North Battisborough Farmhouse ~ Battisborough Cross Devon.
Client : Private.
Bath train station opened in 1840 and was designed and built by the engineer Isambard Kingdom Brunel for the Great Western Railway Company.
Built from local Bathstone this Grade II listed station is asymmetrically Tudor in its style with curving gables. In recent times the station had undertook some alterations to the stonework and although the original stone had been put back during the course of the works, off cuts of stone from these alterations had found their way to a local reclamation yard in Devon.
Our client had purchased two pallets of this Bathstone and asked us if we could construct a patio area from it at their farmouse. The Bathstone came in random lengths but the widths varied. The majority of them were approximately fourteen inches wide, but some were about twelve inches wide and the average thickness of each piece was two inches.
Once on site the first thing to do was to lay the Bathstone out over the driveway to see what we had and it also enabled us to see how to go about laying the new patio.
An area where the new patio was going to be laid had already been dug out and prepared for us.
We had to cut back the foundation of a wall to enable us to lay the patio up close to it.
The edge of the patio was set out first incorporating a mitred splay.
We then proceeded to lay the Bathstone in random coursed rows on a sand and cement screed.
The first two rows were laid in the fourteen inch wide stone and the third row was laid in the twelve inch wide stone, this pattern was then repeated and the joints were set out to an average of one inch wide. Broken edges and chipped corners were left as this gave the patio character. The setting out of paving in rows of random lengths was used extensively by the Romans and you will find many pavements and roads all over the world laid down in this classic style.
When all the Bathstone was in place we started to point all the joints in a lime based mortar to match the colour of the stone, a very small amount of white cement was added into the pointing mix to make it more durable and the joints were recessed slightly to show the edge of the stone.
Within the patio was a manhole which served a soak-away so we set in a recessed manhole cover which can be paved and visually this is less obtrusive.
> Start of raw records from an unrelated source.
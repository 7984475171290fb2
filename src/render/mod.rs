//! Rendering side of the scene host: geometry, the draw pass and font
//! measurement.

pub mod draw;
pub mod font;

pub use draw::{DrawCommand, build_draw_list};
pub use font::FontMeasurer;

/// Pixel rectangle. Width and height may be zero or negative, which callers
/// treat as empty.
#[derive(Debug, Clone, Copy, Default, PartialEq, Eq)]
pub struct LayoutRect {
    pub x: i32,
    pub y: i32,
    pub width: i32,
    pub height: i32,
}

impl LayoutRect {
    pub const fn new(x: i32, y: i32, width: i32, height: i32) -> Self {
        Self { x, y, width, height }
    }

    pub fn is_empty(&self) -> bool {
        self.width <= 0 || self.height <= 0
    }
}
Bathstone is an oolitic limestone made up of small granular fragments of calcium carbonate called ‘ooliths’ (egg stones) and originally quarried from the Combe Down and Bathampton Down underground mines in Somerset, England. Bathstone was formed 195-135 million years ago from deposits of marine sediment and is known as the ‘Bathonian Series’ of rock.
In masonry terms it is classed as a ‘freestone’ which means it can be cut up and squared in any direction and also laid on any plane unlike slate which has layers. It was used extensively in the Roman and Medieval periods throughout England on domestic, ecclesiastical and engineering projects.
The practice of taking or plundering stone from other structures or buildings to use for new construction is nothing new, it’s widespread and has been around since ancient times. There is a term for this known as ‘Spolia’ which comes from the Latin word ‘spoils’. It has only been in recent decades that the concept of Spolia has become the topic of detailed research in the fields of history, art and archaeology. Any form of re-cycling has to be a good thing.